High-priced development has certainly changed the harbor’s dynamic, but there are still plenty of activities for everyone to enjoy.
MARINA DEL REY—If there were one place where the images of champagne wishes and caviar dreams play out on a yacht, it would be called Marina del Rey. The coastal enclave tucked away near the southwestern edge of Los Angeles’s Westside is certainly home to high-priced properties and expensive yachts. Marina del Rey also happens to be the largest man-made small craft harbor in the United States. The harbor is home to 4,602 slips, 22 anchorages and marinas, and an offshore sportfishing fleet. Those who set foot off of their boats and onto land will find a myriad of activities to do in and around Marina del Rey, whether it is a jazz concert at one of the local restaurants, catching some waves at Venice Beach or grabbing a flight out of nearby LAX.

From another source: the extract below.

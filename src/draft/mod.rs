pub mod series;
pub mod state;
pub mod tournament;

The Log’s first special issue of 2019 delves into the personality of Marina del Rey, where thousands of boaters call home. We’ll take a look at a little but of the harbor’s history, delve into the many dining options in the area, discuss future of waterfront development, introduce a few environmental initiatives to keep the local water clean and highlight a few upcoming events.
Marina del Rey might be undergoing a major facelift on land, what with several new developments popping up almost daily (or so it seems). Yet boating is still a major attraction here – not surprisingly, since Marina del Rey is one of the largest recreational boating harbors on the West Coast.

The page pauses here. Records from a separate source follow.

//! Knockout bracket between organizations: Bo1 quarterfinals, then Bo3 and
//! Bo5 with per-team fearless locks.

use crate::analysis::evaluator::{DraftEvaluation, DraftEvaluator};
use crate::analysis::recommender::{AiConfig, DraftRecommender};
use crate::draft::series::{roll_winner, FearlessRule, Series, SeriesMode, SeriesRecord, Team};
use crate::draft::state::DraftState;
use crate::error::{AppError, DraftError};
use crate::model::champion::Catalog;
use crate::model::team::{OrgProfile, PerSide, Side};
use rand::seq::SliceRandom;
use rand::Rng;
use serde::Serialize;
use tracing::info;

#[derive(Debug, Clone, Copy, PartialEq, Eq, Serialize)]
pub struct Stage {
    pub label: &'static str,
    pub mode: SeriesMode,
    pub fearless: FearlessRule,
}

pub const STAGES: [Stage; 3] = [
    Stage {
        label: "Quarterfinals",
        mode: SeriesMode::Single,
        fearless: FearlessRule::Off,
    },
    Stage {
        label: "Semifinals",
        mode: SeriesMode::Bo3,
        fearless: FearlessRule::PerTeam,
    },
    Stage {
        label: "Final",
        mode: SeriesMode::Bo5,
        fearless: FearlessRule::PerTeam,
    },
];

/// The closing stages a bracket of `teams` entrants plays.
pub fn stages_for(teams: usize) -> Result<&'static [Stage], AppError> {
    match teams {
        2 => Ok(&STAGES[2..]),
        4 => Ok(&STAGES[1..]),
        8 => Ok(&STAGES[..]),
        n => Err(AppError::ConfigError(format!(
            "A bracket needs 2, 4 or 8 teams, got {}",
            n
        ))),
    }
}

/// One AI-vs-AI game without series context.
#[derive(Debug, Clone)]
pub struct ExhibitionGame {
    pub draft: DraftState,
    pub evaluation: DraftEvaluation,
    pub winner: Side,
}

/// Draft a single game between two (optional) orgs and roll its outcome.
pub fn play_exhibition<R: Rng + ?Sized>(
    catalog: &Catalog,
    orgs: PerSide<Option<&OrgProfile>>,
    ai: AiConfig,
    rng: &mut R,
) -> Result<ExhibitionGame, DraftError> {
    let evaluator = DraftEvaluator::new(catalog).with_orgs(orgs);
    let draft = DraftRecommender::new(evaluator, ai).play_out(DraftState::new())?;
    let evaluation = evaluator.evaluate(&draft.slates);
    let winner = roll_winner(evaluation.blue_win, rng);
    Ok(ExhibitionGame {
        draft,
        evaluation,
        winner,
    })
}

/// Two distinct orgs on random sides, or no orgs when fewer than two exist.
pub fn random_pairing<'a, R: Rng + ?Sized>(
    orgs: &'a [OrgProfile],
    rng: &mut R,
) -> PerSide<Option<&'a OrgProfile>> {
    if orgs.len() < 2 {
        return PerSide::default();
    }
    let picked: Vec<&OrgProfile> = orgs.choose_multiple(rng, 2).collect();
    if rng.gen_bool(0.5) {
        PerSide::new(Some(picked[0]), Some(picked[1]))
    } else {
        PerSide::new(Some(picked[1]), Some(picked[0]))
    }
}

#[derive(Debug, Clone, PartialEq, Serialize)]
pub struct MatchRecord {
    /// Team on blue for every game of the match.
    pub blue_team: String,
    pub red_team: String,
    pub winner: String,
    pub series: SeriesRecord,
}

#[derive(Debug, Clone, PartialEq, Serialize)]
pub struct RoundRecord {
    pub stage: Stage,
    pub matches: Vec<MatchRecord>,
}

#[derive(Debug, Clone, PartialEq, Serialize)]
pub struct TournamentRecord {
    pub rounds: Vec<RoundRecord>,
    pub champion: String,
}

/// Play one match. The blue org is the home team and both keep their sides.
pub fn play_match<R: Rng + ?Sized>(
    catalog: &Catalog,
    stage: Stage,
    blue: &OrgProfile,
    red: &OrgProfile,
    ai: AiConfig,
    rng: &mut R,
) -> Result<MatchRecord, DraftError> {
    let mut series = Series::with_rule(stage.mode, Side::Blue, stage.fearless);
    while !series.is_over() {
        let orgs = match series.home_side() {
            Side::Blue => PerSide::new(Some(blue), Some(red)),
            Side::Red => PerSide::new(Some(red), Some(blue)),
        };
        let evaluator = DraftEvaluator::new(catalog).with_orgs(orgs);
        let draft = DraftRecommender::new(evaluator, ai).play_out(series.next_draft())?;
        let blue_win = evaluator.evaluate(&draft.slates).blue_win;
        series.record_game(&draft, blue_win, rng);
    }

    let record = series.finish();
    let winner = match record.winner {
        Some(Team::Away) => red,
        _ => blue,
    };
    let score = format!("{}:{}", record.home_wins, record.away_wins);
    info!(
        stage = stage.label,
        blue = %blue.name,
        red = %red.name,
        score = %score,
        winner = %winner.name,
        "match finished"
    );
    Ok(MatchRecord {
        blue_team: blue.name.clone(),
        red_team: red.name.clone(),
        winner: winner.name.clone(),
        series: record,
    })
}

/// Run the bracket to a champion. Each round reshuffles the survivors and
/// flips a coin for sides.
pub fn run_tournament<R: Rng + ?Sized>(
    catalog: &Catalog,
    orgs: &[OrgProfile],
    ai: AiConfig,
    rng: &mut R,
) -> Result<TournamentRecord, AppError> {
    let stages = stages_for(orgs.len())?;
    let mut alive: Vec<&OrgProfile> = orgs.iter().collect();
    let mut rounds = Vec::with_capacity(stages.len());

    for stage in stages {
        alive.shuffle(rng);
        let mut matches = Vec::with_capacity(alive.len() / 2);
        let mut winners = Vec::with_capacity(alive.len() / 2);
        for pair in alive.chunks(2) {
            let [a, b] = pair else {
                continue;
            };
            let (blue, red) = if rng.gen_bool(0.5) { (*a, *b) } else { (*b, *a) };
            let record = play_match(catalog, *stage, blue, red, ai, rng)?;
            winners.push(match record.series.winner {
                Some(Team::Away) => red,
                _ => blue,
            });
            matches.push(record);
        }
        rounds.push(RoundRecord {
            stage: *stage,
            matches,
        });
        alive = winners;
    }

    let champion = alive
        .first()
        .map(|org| org.name.clone())
        .ok_or_else(|| AppError::DataError("Bracket finished without a champion".to_string()))?;
    info!(champion = %champion, "tournament finished");
    Ok(TournamentRecord { rounds, champion })
}

#[cfg(test)]
mod tests {
    use super::*;
    use crate::test_support::{demo_catalog, demo_orgs};
    use rand::SeedableRng;
    use rand_chacha::ChaCha8Rng;

    fn fast_ai() -> AiConfig {
        AiConfig {
            shortlist_pick: 2,
            shortlist_ban: 2,
            ..AiConfig::default()
        }
    }

    #[test]
    fn test_stage_selection_by_bracket_size() {
        assert_eq!(stages_for(8).unwrap().len(), 3);
        assert_eq!(stages_for(4).unwrap()[0].label, "Semifinals");
        assert_eq!(stages_for(2).unwrap()[0].mode, SeriesMode::Bo5);
        assert!(matches!(stages_for(6), Err(AppError::ConfigError(_))));
    }

    #[test]
    fn test_random_pairing_uses_distinct_orgs() {
        let catalog = demo_catalog();
        let orgs = demo_orgs(&catalog);
        let mut rng = ChaCha8Rng::seed_from_u64(11);
        for _ in 0..10 {
            let pair = random_pairing(&orgs, &mut rng);
            let (blue, red) = (pair.blue.unwrap(), pair.red.unwrap());
            assert_ne!(blue.id, red.id);
        }
        assert_eq!(random_pairing(&orgs[..1], &mut rng), PerSide::default());
    }

    #[test]
    fn test_semifinal_avoids_own_repicks() {
        let catalog = demo_catalog();
        let orgs = demo_orgs(&catalog);
        let mut rng = ChaCha8Rng::seed_from_u64(21);
        let record = play_match(&catalog, STAGES[1], &orgs[0], &orgs[1], fast_ai(), &mut rng).unwrap();

        let series = &record.series;
        assert!(series.games.len() >= 2 && series.games.len() <= 3);
        assert_eq!(series.home_wins.max(series.away_wins), 2);
        for side in Side::BOTH {
            let mut seen = std::collections::BTreeSet::new();
            for game in &series.games {
                assert_eq!(game.home_side, Side::Blue);
                for key in game.slates[side].picked_keys() {
                    assert!(seen.insert(key.to_string()), "{} repicked {}", side, key);
                }
            }
        }
    }

    #[test]
    fn test_tournament_is_reproducible() {
        let catalog = demo_catalog();
        let orgs = demo_orgs(&catalog);
        let run = |seed| {
            let mut rng = ChaCha8Rng::seed_from_u64(seed);
            run_tournament(&catalog, &orgs[..4], fast_ai(), &mut rng).unwrap()
        };
        let first = run(8);
        let second = run(8);
        assert_eq!(first.rounds.len(), 2);
        assert_eq!(first.rounds[0].matches.len(), 2);
        assert_eq!(first.rounds[1].matches.len(), 1);
        assert_eq!(first.champion, first.rounds[1].matches[0].winner);
        let strip = |t: &TournamentRecord| -> Vec<String> {
            t.rounds
                .iter()
                .flat_map(|r| r.matches.iter().map(|m| format!("{}>{}", m.winner, m.series.games.len())))
                .collect()
        };
        assert_eq!(strip(&first), strip(&second));
        assert_eq!(first.champion, second.champion);
    }
}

There are nearly two-dozen anchorages and marinas in Marina del Rey, for boat owners seeking to dock at the large man-made harbor. Those who don’t have their own boat can certainly sign up for a charter or rental at one of the many companies in Marina del Rey offering such services. Some of those companies include Charter L.A. Yachts, FantaSea Yachts, Hornblower Cruises and Events, Marina del Rey Boat Rentals, Naos Yachts and Uniq Yacht Charters, among others.
Hopping on an offshore fishing excursion out of Marina del Rey might not seem like a thing, but there is indeed a sportfishing fleet out of the county-managed coastal enclave. Offshore catches often include halibut, yellowfin, perch, barracuda, rockfish, cod, mackerel and sea bass.
L.A. Sportfishing offers half-, three-quarter- and full-day fishing trips out of Marina del Rey. It’s not uncommon for anglers to catch barracuda, bonito, calico bass, halibut, lingcod, rockfish, sand bass or spiny lobster.
Anglers can also board a fishing charter out of Marina del Rey Sportfishing. A recently published fish report had New Del Mar returning to shore with 399 rockfish, 55 whitefish and three sculpin for 45 anglers.
There are plenty of on-the-water activities to be enjoyed at or near Marina del Rey, such as kayaking, standup paddleboarding, gondola rides and parasailing. Some people might enjoy taking a dinner cruise aboard a Hornblower yacht. Others might want to head out to sea and taking in some whale watching. Then there are those who enjoy a quick navigation around Marina del Rey aboard the WaterBus, which is an aquatic taxi service available for $1 per ride.
A new on-the-water activity is yogaqua, which is yoga on a standup paddleboard. Yogaqua activities take place at Mother’s Beach.
Anyone who wants to do more than boat, fish, kayak, standup paddleboard or whale watch can certainly take in other activities in Marina del Rey. A Farmer’s Market is regularly held on the west side of the harbor, at Lot 11 (next to The Cheesecake Factory). You can buy fresh produce, creative gifts and other items at the outdoor marketplace.
Here is a list of other activities you can enjoy by or near the water:
- Take a self-guided tour of the Ballona Wetlands, a freshwater and saltwater marsh
- Bike along a 22-mile bicycle trail cutting through Marina del Rey
- Join the Burton Chace Park Walking Club
- Visit Fisherman’s Village, a replica of a New England seaport and fishing village
- Play tennis at the Ritz-Carlton
- Visit Venice Beach, the Venice Canals and Venice Pier.
Marina del Rey has changed dramatically in recent years, what with the dramatic increase of high-end condominiums and apartments popping up all around the coastal enclave. Thousands of new residents could soon be calling Marina del Rey home once all the development is complete. The Log will continue to provide full coverage of Marina del Rey’s waterfront development.
We hope you enjoy this special issue and take in everything Marina del Rey has to offer.